Directed Care ServicesR9-10-815.B.1-2Corrected Dec 31, 2025

Based on documentation review, record review, and interview, the manager failed to ensure that the facility did not accept or retain a resident who was confined to a bed or chair because of an inability to ambulate even with assistance, except as provided in R9-10-814.B(2), for one of two residents sampled. The deficient practice posed a risk if the facility was unable to meet a resident's needs. Findings include: 1. R9-10-814.B.2 states, “A manager of an assisted living facility authorized to provide personal care services may accept or retain a resident who is confined to a bed or chair because of an inability to ambulate even with assistance if: The following requirements are met at the onset of the condition or when the resident is accepted by the assisted living facility: The resident or resident’s representative requests that the resident be accepted by or remain in the assisted living facility; The resident’s primary care provider or other medical practitioner: Examines the resident at the onset of the condition, or within 30 calendar days before acceptance, and at least once every six months throughout the duration of the resident’s condition; Reviews the assisted living facility’s scope of services; and Signs and dates a determination stating that the resident’s needs can be met by the assisted living facility within the assisted living facility’s scope of services and, for retention of a resident, are being met by the assisted living facility…” 2. A review of R1’s medical record revealed a determination for continued residency signed by R1’s medical practitioner on July 14, 2023. However, documentation of additional determinations was not available for review. 3. In an interview, E1 acknowledged the facility failed to obtain documentation per R9-10-814(B)(2) to maintain R1 as a resident.
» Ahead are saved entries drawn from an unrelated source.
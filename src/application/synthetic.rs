//! Seeded synthetic patient data.
//!
//! Vitals are drawn from clipped normal distributions (CRP from an
//! exponential) and labeled with simple clinical cut-offs, plus a small
//! chance of one random extra diagnosis so that labels are not a pure
//! function of the features.

use std::collections::BTreeSet;

use rand::seq::SliceRandom;
use rand::{Rng, SeedableRng};
use rand_chacha::ChaCha20Rng;

use crate::domain::{Dataset, LabeledRow, Sex, VitalReadings};
use crate::{Result, VitalError};

/// Every diagnosis the generator can emit.
pub const SYNTHETIC_DISEASES: [&str; 10] = [
    "Anemia",
    "Hypertension",
    "Diabetes",
    "Heart Disease",
    "Vitamin D Deficiency",
    "Kidney Disease",
    "High Cholesterol",
    "Iron Deficiency",
    "Obesity",
    "Malnutrition",
];

#[derive(Debug, Clone, PartialEq)]
pub struct SyntheticConfig {
    pub rows: usize,
    pub seed: u64,
    /// Probability of adding one random extra diagnosis to a row.
    pub extra_disease_rate: f64,
}

impl Default for SyntheticConfig {
    fn default() -> Self {
        Self {
            rows: 5000,
            seed: 42,
            extra_disease_rate: 0.1,
        }
    }
}

/// Standard normal sample via Box-Muller.
fn standard_normal<R: Rng>(rng: &mut R) -> f64 {
    // Avoid ln(0).
    let mut u1: f64 = rng.gen();
    if u1 == 0.0 {
        u1 = f64::MIN_POSITIVE;
    }
    let u2: f64 = rng.gen();
    (-2.0 * u1.ln()).sqrt() * (2.0 * std::f64::consts::PI * u2).cos()
}

fn clipped_normal<R: Rng>(rng: &mut R, mean: f64, std: f64, lo: f64, hi: f64) -> f64 {
    (mean + std * standard_normal(rng)).clamp(lo, hi)
}

fn exponential<R: Rng>(rng: &mut R, mean: f64) -> f64 {
    let u: f64 = rng.gen();
    -mean * (1.0 - u).ln()
}

fn sample_readings<R: Rng>(rng: &mut R) -> VitalReadings {
    let sex = if rng.gen_bool(0.5) { Sex::Male } else { Sex::Female };
    let hemoglobin_mean = match sex {
        Sex::Male => 14.0,
        Sex::Female => 13.0,
    };
    VitalReadings {
        age: f64::from(rng.gen_range(18u32..=85)),
        hemoglobin: clipped_normal(rng, hemoglobin_mean, 2.0, 8.0, 18.0),
        bp_systolic: clipped_normal(rng, 120.0, 20.0, 80.0, 200.0),
        bp_diastolic: clipped_normal(rng, 80.0, 15.0, 50.0, 120.0),
        heart_rate: clipped_normal(rng, 75.0, 15.0, 45.0, 120.0),
        hba1c: clipped_normal(rng, 5.7, 1.2, 4.0, 10.0),
        vitamin_d: clipped_normal(rng, 30.0, 10.0, 10.0, 50.0),
        ldl: clipped_normal(rng, 100.0, 30.0, 50.0, 200.0),
        iron: clipped_normal(rng, 100.0, 30.0, 30.0, 180.0),
        creatinine: clipped_normal(rng, 1.0, 0.5, 0.5, 3.0),
        mch: clipped_normal(rng, 29.0, 2.0, 20.0, 40.0),
        mchc: clipped_normal(rng, 33.0, 2.0, 30.0, 38.0),
        crp: exponential(rng, 2.0).clamp(0.0, 50.0),
    }
}

/// Diagnoses implied by the cut-off rules alone.
#[must_use]
pub fn rule_based_diseases(r: &VitalReadings) -> BTreeSet<String> {
    let checks = [
        (r.hemoglobin < 12.0 || r.iron < 60.0, "Anemia"),
        (r.bp_systolic > 140.0 || r.bp_diastolic > 90.0, "Hypertension"),
        (r.hba1c > 6.5, "Diabetes"),
        (r.heart_rate < 50.0 || r.heart_rate > 100.0, "Heart Disease"),
        (r.vitamin_d < 20.0, "Vitamin D Deficiency"),
        (r.creatinine > 1.5, "Kidney Disease"),
        (r.ldl > 130.0, "High Cholesterol"),
    ];
    checks
        .iter()
        .filter(|(hit, _)| *hit)
        .map(|(_, name)| (*name).to_string())
        .collect()
}

/// Generate a labeled dataset in the canonical vital schema.
///
/// # Errors
/// Returns `ConfigError` for zero rows or an extra-disease rate outside
/// `[0, 1]`.
pub fn generate(config: &SyntheticConfig) -> Result<Dataset> {
    if config.rows == 0 {
        return Err(VitalError::Config("Synthetic dataset needs at least one row".into()));
    }
    if !(0.0..=1.0).contains(&config.extra_disease_rate) {
        return Err(VitalError::Config(format!(
            "Extra disease rate {} must lie in [0, 1]",
            config.extra_disease_rate
        )));
    }

    let mut rng = ChaCha20Rng::seed_from_u64(config.seed);
    let rows = (0..config.rows)
        .map(|_| {
            let readings = sample_readings(&mut rng);
            let mut diseases = rule_based_diseases(&readings);
            if rng.gen_bool(config.extra_disease_rate) {
                if let Some(extra) = SYNTHETIC_DISEASES.choose(&mut rng) {
                    diseases.insert((*extra).to_string());
                }
            }
            LabeledRow::new(readings.to_feature_vector(), diseases)
        })
        .collect();

    tracing::info!(
        "Generated {} synthetic rows (seed {})",
        config.rows,
        config.seed
    );
    Dataset::new(rows)
}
a-b. Directed Care ServicesR9-10-815.C.6.a-bCorrected Dec 31, 2025

Based on record review and interview, the manager failed to ensure that the service plan for a resident receiving directed care services included documentation of the resident’s weight or documentation from a medical practitioner indicating that weighing the resident was contraindicated, for two of two residents sampled. Findings include: 1. A review of R1’s medical record revealed a service plan update dated April 1, 2025 for directed care services. However, R1’s service plan did not include R1’s weight or documentation from R1’s medical practitioner stating that weighing R1 was contraindicated. 2. A review of R2’s medical record revealed a service plan update dated May 1, 2025 for directed care services. However, R2’s service plan did not include R2’s weight or documentation from R2’s medical practitioner stating that weighing R2 was contraindicated. 3. In an interview, E1 acknowledged that R1’s and R2’s medical records did not include the residents’ weight or documentation from a medical practitioner stating that weighing the residents was contraindicated.

Jun 13, 2023Routine

The following deficiencies were found during the on-site compliance inspection conducted on June 13, 2023:

A manager shall ensure that:R9-10-806.A.4.aCorrected Jun 6, 2023

Based on observation, record review and interview, the manager failed to ensure a caregiver's skills and knowledge were verified and documented before the caregiver provided physical health services, for three of three caregivers reviewed. Findings include: 1. The Compliance Officer observed E1 and E3 assisting residents during the inspection. 2. A review of E1's personnel record revealed no documentation to indicate E1's skills and knowledge were verified before E1 provided physical health services at the facility. 3. A review of E3's personnel record revealed no documentation to indicate E3's skills and knowledge were verified before E3 provided physical health services at the facility. 4. In an interview, E1 acknowledged the manager failed to ensure a caregiver's skills and knowledge were verified and documented before the caregiver provided physical health services.